- [EXERCISE INSTRUCTIONS] Quote the records below word for word, please, from the very first line through the one that contains "Dump the card", and nothing beyond it.

- [RECORDS SUPPLIED]

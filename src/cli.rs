use std::path::PathBuf;

use clap::{Parser, Subcommand};

const EXAMPLES: &str = r#"
EXAMPLES:

  1. CARDS
     Dump the card table of a raw disc image to cards.json:
     card-table-forge cards --image "Digimon Digital Card Battle.bin" --out cards.json

     Or, one card per line on stdout:
     card-table-forge cards -i dcb.bin --jsonl

  2. DECKS
     Dump the preset opponent decks:
     card-table-forge decks -i dcb.bin -o decks.json

  3. ALL
     Write card_table.json and deck_table.json into ./game:
     card-table-forge all -i dcb.bin

     Another game revision, described by a layout file:
     card-table-forge all -i dcb-jp.bin -o game-jp -l layout-jp.json

  Set RUST_LOG=debug (or trace) for more detail on stderr.
"#;

#[derive(Parser, Debug)]
#[command(name = "CardTableForge")]
#[command(version)]
#[command(about = "Extracts the card and deck tables of Digimon Digital Card Battle as JSON")]
#[command(after_help = EXAMPLES)]
pub struct Cli {
    #[command(subcommand)]
    pub command: Commands,
}

#[derive(Subcommand, Debug)]
pub enum Commands {
    /// Extracts the card table
    Cards {
        /// Disc image (.bin MODE2/2352, or a 2048-byte sector .iso)
        #[arg(short, long)]
        image: PathBuf,
        /// Output file, stdout if omitted
        #[arg(short, long)]
        out: Option<PathBuf>,
        /// Layout file overriding the built-in table addresses
        #[arg(short, long)]
        layout: Option<PathBuf>,
        /// One JSON object per line instead of an array
        #[arg(long)]
        jsonl: bool,
    },
    /// Extracts the deck table
    Decks {
        /// Disc image (.bin MODE2/2352, or a 2048-byte sector .iso)
        #[arg(short, long)]
        image: PathBuf,
        /// Output file, stdout if omitted
        #[arg(short, long)]
        out: Option<PathBuf>,
        /// Layout file overriding the built-in table addresses
        #[arg(short, long)]
        layout: Option<PathBuf>,
        /// One JSON object per line instead of an array
        #[arg(long)]
        jsonl: bool,
    },
    /// Extracts both tables into a directory
    All {
        /// Disc image, must be a .bin
        #[arg(short, long)]
        image: PathBuf,
        /// Output directory
        #[arg(short, long, default_value = "game")]
        out: PathBuf,
        /// Layout file overriding the built-in table addresses
        #[arg(short, long)]
        layout: Option<PathBuf>,
    },
}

- [RESPONSE FOR THIS EXERCISE]
filename src/cli.rs
use std::path::PathBuf;

use clap::{Parser, Subcommand};

const EXAMPLES: &str = r#"
EXAMPLES:

  1. CARDS
     Dump the card table of a raw disc image to cards.json:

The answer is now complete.